2D convolution, batched (input/output are rank-4: N x channels x H x W) – migrated from the original unbatched (rank-3) scope by campaign_exai_dl_library_batch_dimension_support. Stride 1, no padding, no dilation – deferred until a real use case needs them, same pattern as LinearModule's original unbatched scope cut. More...

#include <conv2d_module.hpp>

Inheritance diagram for pulsatrix::Conv2DModule:
Collaboration diagram for pulsatrix::Conv2DModule:

Public Member Functions

 Conv2DModule (int64_t in_channels, int64_t out_channels, int64_t kernel_h, int64_t kernel_w, DeviceBackend *backend, int64_t stride=1, int64_t padding=0)
 Constructs a conv layer with zero-initialized kernel/bias.
 
int64_t stride () const
 Step between windows along both axes.
 
int64_t padding () const
 Zero padding on every side, along both axes.
 
Tensor backward (const Tensor &grad_output) override
 Computes gradients w.r.t. input, kernel, and bias.
 
OpType op_type () const override
 Conv per charter's closed OpType set.
 
void set_kernel (std::initializer_list< float > values)
 Overwrites the kernel buffer – test/initialization use only.
 
void set_bias (std::initializer_list< float > values)
 Overwrites the bias buffer – test/initialization use only.
 
void set_kernel (const std::vector< float > &values)
 Vector overload for runtime-sized sources – see Tensor's own vector ctor.
 
void set_bias (const std::vector< float > &values)
 Vector overload for runtime-sized sources – see Tensor's own vector ctor.
 
const Tensor & kernel () const
 
const Tensor & bias () const
 
const Tensor & kernel_grad () const
 
const Tensor & bias_grad () const
 
Tensor propagate_relevance (const Tensor &relevance_out, const LRPRuleConfig &config) override
 Epsilon-rule LRP relevance propagation.
 
bool supports_lrp_rule (LRPRule) const override
 Implements every LRPRule.
 
std::vector< NamedParamRef > named_parameters () override
 This module's trainable parameters, each with its hierarchical name – the one place a module declares its parameters (roadmap FND-1).
 
std::optional< DeviceType > compute_device () const override
 Where this layer computes, so forward() rejects an input on another device (FND-8).
 
- Public Member Functions inherited from pulsatrix::Module
virtual ~Module ()=default
 
Tensor forward (const Tensor &input)
 Runs this module's forward computation.
 
std::pair< Tensor, NodeId > forward_traced (const Tensor &input, NodeId input_node, ComputationGraph &graph, Autograd &autograd)
 Runs forward() while also registering a ComputationGraph node (tagged with this module's op_type(), parented to input_node) and wiring an Autograd backward function that reuses this module's own backward() – the opt-in traced/explainable path, per Phase 2 Mission 0.
 
virtual std::vector< ParamRef > parameters ()
 This module's trainable parameters and their gradients, for an optimizer to update uniformly across module types.
 
void set_requires_grad (bool requires_grad, const std::string &prefix="")
 Freezes (false) or unfreezes (true) parameters by name (roadmap FND-2).
 
virtual void set_training (bool training)
 Sets this module's training/eval mode.

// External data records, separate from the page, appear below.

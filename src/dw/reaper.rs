//! Grace-then-kill resolution of helper processes spawned during one operation.

use crate::dw::event::dw_event;
use crate::dw::runner::ProcHandle;
use nix::errno::Errno;
use std::process::ExitStatus;
use std::sync::Mutex;
use std::time::{Duration, Instant};
use tokio::task::JoinSet;
use tokio::time::error::Elapsed;

pub const DEFAULT_GRACE: Duration = Duration::from_secs(45);

#[derive(Debug, Clone, Copy, PartialEq, Eq)]
pub enum KillReason {
    GraceExpired,
    WaitFailed,
}

#[derive(Debug, Clone, Copy, PartialEq, Eq)]
pub enum Outcome {
    /// Exited on its own within the grace period (or was already reaped).
    Calmed,
    Killed(KillReason),
}

#[derive(Debug, Clone)]
pub struct Resolution {
    pub pid: i32,
    pub command: String,
    pub outcome: Outcome,
    /// Time from the start of resolution until this handle was settled.
    pub elapsed: Duration,
}

#[derive(Debug, Clone, Default)]
pub struct ReapReport {
    pub resolutions: Vec<Resolution>,
}

impl ReapReport {
    pub fn calmed(&self) -> usize {
        self.resolutions.iter().filter(|r| r.outcome == Outcome::Calmed).count()
    }

    pub fn killed(&self) -> usize {
        self.resolutions.len() - self.calmed()
    }
}

/// Handles collected during one logical operation.
///
/// Shared by `&` between the protected block and the cleanup block of a
/// [`CatchGroup`](crate::dw::catch::CatchGroup); never reused across operations.
#[derive(Debug)]
pub struct DeathQueue {
    procs: Mutex<Vec<ProcHandle>>,
    grace: Duration,
}

impl Default for DeathQueue {
    fn default() -> Self {
        Self::new(DEFAULT_GRACE)
    }
}

impl DeathQueue {
    pub fn new(grace: Duration) -> Self {
        Self {
            procs: Mutex::new(Vec::new()),
            grace,
        }
    }

    pub fn add(&self, handle: Option<ProcHandle>) {
        if let Some(h) = handle {
            self.procs.lock().unwrap_or_else(|p| p.into_inner()).push(h);
        }
    }

    pub fn len(&self) -> usize {
        self.procs.lock().unwrap_or_else(|p| p.into_inner()).len()
    }

    pub fn is_empty(&self) -> bool {
        self.len() == 0
    }

    /// Resolve every queued handle and leave the queue empty.
    ///
    /// Each handle gets its own waiter and its own grace timer; this returns once
    /// all of them are settled.
    pub async fn let_die(&self) -> ReapReport {
        let procs: Vec<ProcHandle> = {
            let mut g = self.procs.lock().unwrap_or_else(|p| p.into_inner());
            std::mem::take(&mut *g)
        };
        if procs.is_empty() {
            return ReapReport::default();
        }

        let started = Instant::now();
        let mut js: JoinSet<Resolution> = JoinSet::new();
        for handle in procs {
            js.spawn(rest_or_die(handle, self.grace, started));
        }

        let mut report = ReapReport::default();
        while let Some(joined) = js.join_next().await {
            match joined {
                Ok(r) => report.resolutions.push(r),
                Err(e) => dw_event("reaper", format!("outcome=waiter_failed err={e}")),
            }
        }
        report
    }
}

/// Verdict for one waiter: exited (or already reaped elsewhere) is calm, anything else gets killed.
fn classify(waited: Result<std::io::Result<ExitStatus>, Elapsed>) -> Outcome {
    match waited {
        Ok(Ok(_)) => Outcome::Calmed,
        Ok(Err(e)) if e.raw_os_error() == Some(Errno::ECHILD as i32) => Outcome::Calmed,
        Ok(Err(_)) => Outcome::Killed(KillReason::WaitFailed),
        Err(_) => Outcome::Killed(KillReason::GraceExpired),
    }
}

async fn rest_or_die(mut handle: ProcHandle, grace: Duration, started: Instant) -> Resolution {
    let pid = handle.pid().as_raw();
    let waited = tokio::time::timeout(grace, handle.wait()).await;
    if let Ok(Err(e)) = &waited {
        dw_event("reaper", format!("pid={pid} wait_error={e}"));
    }
    let outcome = classify(waited);
    if let Outcome::Killed(_) = outcome {
        if let Err(e) = handle.kill().await {
            dw_event("reaper", format!("pid={pid} outcome=kill_failed err={e}"));
        }
    }

    let elapsed = started.elapsed();
    let note = match outcome {
        Outcome::Calmed => "outcome=calmed (exited naturally)",
        Outcome::Killed(KillReason::GraceExpired) => "outcome=killed reason=grace_expired",
        Outcome::Killed(KillReason::WaitFailed) => "outcome=killed reason=wait_failed",
    };
    dw_event(
        "reaper",
        format!(
            "pid={pid} {note} elapsed_ms={} grace_ms={} cmd={:?}",
            elapsed.as_millis(),
            grace.as_millis(),
            handle.command()
        ),
    );
    Resolution {
        pid,
        command: handle.command().to_string(),
        outcome,
        elapsed,
    }
}
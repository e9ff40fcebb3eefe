use anyhow::Context as _;
use chrono::Local;
use std::collections::VecDeque;
use std::path::{Path, PathBuf};
use std::sync::{Mutex, OnceLock};
use tokio::io::AsyncWriteExt;
use tokio::sync::{mpsc as tokio_mpsc, oneshot};

const EARLY_LOG_MAX_LINES: usize = 5000;

enum SinkMsg {
    Line(String),
    Flush(oneshot::Sender<()>),
}

static LIVE_LOG_TX: OnceLock<tokio_mpsc::UnboundedSender<SinkMsg>> = OnceLock::new();
static EARLY_LOG: OnceLock<Mutex<VecDeque<String>>> = OnceLock::new();

pub(crate) fn timestamp() -> String {
    Local::now().format("%Y-%m-%d_%H:%M:%S%.3f").to_string()
}

/// Emit one event line: `<ts> [<component>] <msg>`.
///
/// Always goes to stderr. Once [`attach_live_log`] ran it is appended to the live log too;
/// before that, lines are kept in a bounded buffer and flushed into the file on attach.
pub fn dw_event(component: &str, msg: impl AsRef<str>) {
    let line = format!("{} [{component}] {}", timestamp(), msg.as_ref());
    eprintln!("{line}");
    if let Some(tx) = LIVE_LOG_TX.get() {
        let _ = tx.send(SinkMsg::Line(line));
        return;
    }
    let q = EARLY_LOG.get_or_init(|| Mutex::new(VecDeque::new()));
    let mut g = q.lock().unwrap_or_else(|p| p.into_inner());
    g.push_back(line);
    while g.len() > EARLY_LOG_MAX_LINES {
        g.pop_front();
    }
}

/// Same as [`dw_event`] with a `warn:` prefix so operators can grep for it.
pub fn dw_warn(component: &str, msg: impl AsRef<str>) {
    dw_event(component, format!("warn: {}", msg.as_ref()));
}

pub(crate) async fn open_append_log_async(path: &Path) -> anyhow::Result<tokio::fs::File> {
    if let Some(parent) = path.parent() {
        if !parent.as_os_str().is_empty() {
            tokio::fs::create_dir_all(parent)
                .await
                .with_context(|| format!("create log directory {}", parent.display()))?;
        }
    }
    tokio::fs::OpenOptions::new()
        .create(true)
        .append(true)
        .open(path)
        .await
        .with_context(|| format!("open log file {}", path.display()))
}

/// Attach the live log file as event sink. Only the first call takes effect.
pub async fn attach_live_log(path: &Path) -> anyhow::Result<()> {
    if LIVE_LOG_TX.get().is_some() {
        return Ok(());
    }
    let mut f = open_append_log_async(path).await?;

    let (tx, mut rx) = tokio_mpsc::unbounded_channel::<SinkMsg>();
    if LIVE_LOG_TX.set(tx).is_err() {
        return Ok(());
    }

    // Nothing can land in the early buffer once the sender is set.
    let early: Vec<String> = match EARLY_LOG.get() {
        Some(q) => {
            let mut g = q.lock().unwrap_or_else(|p| p.into_inner());
            g.drain(..).collect()
        }
        None => Vec::new(),
    };

    let path_s: PathBuf = path.to_path_buf();
    tokio::spawn(async move {
        for line in early {
            let _ = f.write_all(with_newline(line).as_bytes()).await;
        }
        let _ = f.flush().await;

        while let Some(msg) = rx.recv().await {
            match msg {
                SinkMsg::Line(line) => {
                    if let Err(e) = f.write_all(with_newline(line).as_bytes()).await {
                        eprintln!("{} [log] write failed path={} err={e}", timestamp(), path_s.display());
                    }
                }
                SinkMsg::Flush(done) => {
                    let _ = f.flush().await;
                    let _ = done.send(());
                }
            }
        }
    });

    dw_event("log", format!("live_log path={}", path.display()));
    Ok(())
}

/// Wait until every line emitted so far reached the live log (no-op without a sink).
pub async fn flush_live_log() {
    let Some(tx) = LIVE_LOG_TX.get() else { return };
    let (done_tx, done_rx) = oneshot::channel();
    if tx.send(SinkMsg::Flush(done_tx)).is_ok() {
        let _ = done_rx.await;
    }
}

fn with_newline(mut s: String) -> String {
    if !s.ends_with('\n') {
        s.push('\n');
    }
    s
}
pub fn build_host() -> &'static str {
    option_env!("DESKWATCH_BUILD_HOST").unwrap_or("unknown")
}

pub fn build_time_raw() -> &'static str {
    option_env!("DESKWATCH_BUILD_TIME").unwrap_or("unknown")
}

pub fn build_rev() -> &'static str {
    option_env!("DESKWATCH_BUILD_REV").unwrap_or("-")
}

/// Render the raw build time (`epoch:<secs>` or RFC3339) as `YYYY-MM-DD HH:MM:SS` UTC.
///
/// Anything unparseable is returned trimmed, so a broken build env never hides the banner.
pub fn format_build_time_pretty(raw: &str) -> String {
    let raw = raw.trim();
    if let Some(epoch) = raw.strip_prefix("epoch:") {
        let dt = epoch
            .trim()
            .parse::<i64>()
            .ok()
            .and_then(|secs| chrono::DateTime::<chrono::Utc>::from_timestamp(secs, 0));
        if let Some(dt) = dt {
            return dt.format("%Y-%m-%d %H:%M:%S").to_string();
        }
        return raw.to_string();
    }

    if let Ok(dt) = chrono::DateTime::parse_from_rfc3339(raw) {
        return dt
            .with_timezone(&chrono::Utc)
            .format("%Y-%m-%d %H:%M:%S")
            .to_string();
    }

    raw.replace('T', " ").trim_end_matches('Z').to_string()
}

pub fn banner() -> String {
    format!(
        "deskwatch | headless desktop watchdog (rev {} built on {} at {})",
        build_rev(),
        build_host(),
        format_build_time_pretty(build_time_raw())
    )
}

#[cfg(test)]
mod tests {
    use super::*;

    #[test]
    fn epoch_renders_as_utc() {
        assert_eq!(format_build_time_pretty("epoch:0"), "1970-01-01 00:00:00");
        assert_eq!(format_build_time_pretty(" epoch:86400 "), "1970-01-02 00:00:00");
    }

    #[test]
    fn rfc3339_is_normalized_to_utc() {
        assert_eq!(
            format_build_time_pretty("2024-03-01T10:00:00+02:00"),
            "2024-03-01 08:00:00"
        );
    }

    #[test]
    fn garbage_is_passed_through() {
        assert_eq!(format_build_time_pretty("epoch:soon"), "epoch:soon");
        assert_eq!(format_build_time_pretty("unknown"), "unknown");
    }

    #[test]
    fn banner_names_the_tool() {
        assert!(banner().starts_with("deskwatch |"));
    }
}
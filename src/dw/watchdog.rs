//! The steady-state supervision loop.
//!
//! One tick at a time: maintenance first, then a health pass that probes the
//! target before the display stack and remediates within a per-domain
//! [`RetryBudget`]. The loop only returns once a budget is exhausted.

use crate::dw::config::WatchdogSettings;
use crate::dw::event::{dw_event, dw_warn};
use crate::dw::maintenance::MaintenanceTicks;
use async_trait::async_trait;
use std::fmt;
use std::path::{Path, PathBuf};
use std::time::Duration;

#[derive(Debug, Clone, Copy, PartialEq, Eq)]
pub enum Domain {
    Target,
    Display,
}

impl fmt::Display for Domain {
    fn fmt(&self, f: &mut fmt::Formatter<'_>) -> fmt::Result {
        match self {
            Domain::Target => f.write_str("target"),
            Domain::Display => f.write_str("display"),
        }
    }
}

/// Consecutive remediations allowed for one failure domain.
#[derive(Debug, Clone, Copy, PartialEq, Eq)]
pub struct RetryBudget {
    used: u32,
    cap: u32,
}

impl RetryBudget {
    pub fn new(cap: u32) -> Self {
        Self { used: 0, cap }
    }

    /// Record one failure. Returns false once `cap` remediations were already spent.
    pub fn try_spend(&mut self) -> bool {
        if self.used >= self.cap {
            return false;
        }
        self.used += 1;
        true
    }

    pub fn reset(&mut self) {
        self.used = 0;
    }

    pub fn used(&self) -> u32 {
        self.used
    }

    pub fn cap(&self) -> u32 {
        self.cap
    }
}

#[derive(Debug, Clone, Copy, PartialEq, Eq)]
pub struct Exhausted {
    pub domain: Domain,
}

impl fmt::Display for Exhausted {
    fn fmt(&self, f: &mut fmt::Formatter<'_>) -> fmt::Result {
        write!(f, "retry budget for the {} domain is exhausted; supervision gives up", self.domain)
    }
}

/// What the watchdog needs from the managed stack.
#[async_trait]
pub trait Supervised: Send + Sync {
    async fn target_alive(&self) -> bool;

    /// Display server and framebuffer both present.
    async fn display_alive(&self) -> bool;

    /// Force stop, then relaunch.
    async fn restart_target(&self) -> anyhow::Result<()>;

    /// Force drain, then bring the display stack back up.
    async fn refledge(&self) -> anyhow::Result<()>;

    async fn daily_cleanup(&self) -> anyhow::Result<()>;

    /// Copy the live log into its backup; returns the backup path.
    async fn backup_log(&self) -> anyhow::Result<PathBuf>;

    async fn reset_log(&self, backup: &Path) -> anyhow::Result<()>;
}

struct Budgets {
    target: RetryBudget,
    display: RetryBudget,
}

impl Budgets {
    fn get_mut(&mut self, domain: Domain) -> &mut RetryBudget {
        match domain {
            Domain::Target => &mut self.target,
            Domain::Display => &mut self.display,
        }
    }

    fn any_spent(&self) -> bool {
        self.target.used() > 0 || self.display.used() > 0
    }

    fn reset(&mut self) {
        self.target.reset();
        self.display.reset();
    }
}

/// Supervise until a retry budget runs out.
pub async fn watch<S: Supervised + ?Sized>(sup: &S, settings: &WatchdogSettings, tick: Duration) -> Exhausted {
    let mut ticks = MaintenanceTicks::from_settings(settings);
    let mut budgets = Budgets {
        target: RetryBudget::new(settings.retry_cap),
        display: RetryBudget::new(settings.retry_cap),
    };
    dw_event(
        "watchdog",
        format!(
            "state=watching tick_ms={} retry_cap={} daily_ticks={} weekly_ticks={}",
            tick.as_millis(),
            settings.retry_cap,
            settings.daily_ticks,
            settings.weekly_ticks
        ),
    );

    loop {
        tokio::time::sleep(tick).await;

        let due = ticks.advance();
        if due.daily {
            dw_event("watchdog", "maintenance=daily action=clean_up");
            if let Err(e) = sup.daily_cleanup().await {
                dw_warn("watchdog", format!("could not clean up: {e:#}"));
            }
        }
        if due.weekly {
            archive_log(sup, settings.backup_retries).await;
        }

        if let Some(domain) = health_pass(sup, &mut budgets).await {
            let out = Exhausted { domain };
            dw_warn("watchdog", format!("state=gave_up domain={domain} {out}"));
            return out;
        }
    }
}

async fn archive_log<S: Supervised + ?Sized>(sup: &S, retries: u32) {
    let attempts = retries.saturating_add(1);
    for attempt in 1..=attempts {
        match sup.backup_log().await {
            Ok(backup) => {
                match sup.reset_log(&backup).await {
                    Ok(()) => dw_event(
                        "watchdog",
                        format!("maintenance=weekly outcome=archived backup={}", backup.display()),
                    ),
                    Err(e) => dw_warn("watchdog", format!("log archived but not reset: {e:#}")),
                }
                return;
            }
            Err(e) => dw_warn(
                "watchdog",
                format!("maintenance=weekly attempt={attempt}/{attempts} outcome=backup_failed err={e:#}"),
            ),
        }
    }
    dw_warn("watchdog", "critical: could not backup logs");
}

/// Probe, remediate within budget, and probe again until everything is up.
/// Returns the domain whose budget ran out, if any.
async fn health_pass<S: Supervised + ?Sized>(sup: &S, budgets: &mut Budgets) -> Option<Domain> {
    loop {
        let failed = if !sup.target_alive().await {
            Domain::Target
        } else if !sup.display_alive().await {
            Domain::Display
        } else {
            break;
        };

        let budget = budgets.get_mut(failed);
        if !budget.try_spend() {
            return Some(failed);
        }
        let (used, cap) = (budget.used(), budget.cap());
        let res = match failed {
            Domain::Target => {
                dw_event("watchdog", format!("domain=target attempt={used}/{cap} action=stop_and_relaunch"));
                sup.restart_target().await
            }
            Domain::Display => {
                dw_event("watchdog", format!("domain=display attempt={used}/{cap} action=drain_and_refledge"));
                sup.refledge().await
            }
        };
        if let Err(e) = res {
            dw_warn("watchdog", format!("domain={failed} remediation failed: {e:#}"));
        }
    }

    if budgets.any_spent() {
        budgets.reset();
        dw_event("watchdog", "state=recovered All set. Watching...");
    }
    None
}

Defaults to training (matches every mainstream framework's Module default).
 
bool is_training () const
 Whether this module is currently in training mode.
 

Protected Member Functions

Tensor forward_impl (const Tensor &input) override
 The actual forward computation (im2col + gemm + per-channel bias add).
 

Detailed Description

2D convolution, batched (input/output are rank-4: N x channels x H x W) – migrated from the original unbatched (rank-3) scope by campaign_exai_dl_library_batch_dimension_support. Stride 1, no padding, no dilation – deferred until a real use case needs them, same pattern as LinearModule's original unbatched scope cut.

Note
Implemented via im2col + gemm per campaign Decision 3 (see campaign_exai_dl_library_phase1_core_layers_training.md) rather than a dedicated DeviceBackend::conv2d primitive – Phase 1.5's cuDNN integration will need its own conv path anyway, so a CPU-side primitive now would likely be thrown away, not reused.
Batching implemented as a per-example loop over the existing unbatched im2col/gemm/ col2im pipeline (each output column of the im2col matrix is independent of every other, so this is exactly equivalent to a single larger gemm with the Q axis extended to N*Q – the per-example loop is the simpler, correctness-first choice; see campaign recon's noted alternative), not a new backend primitive.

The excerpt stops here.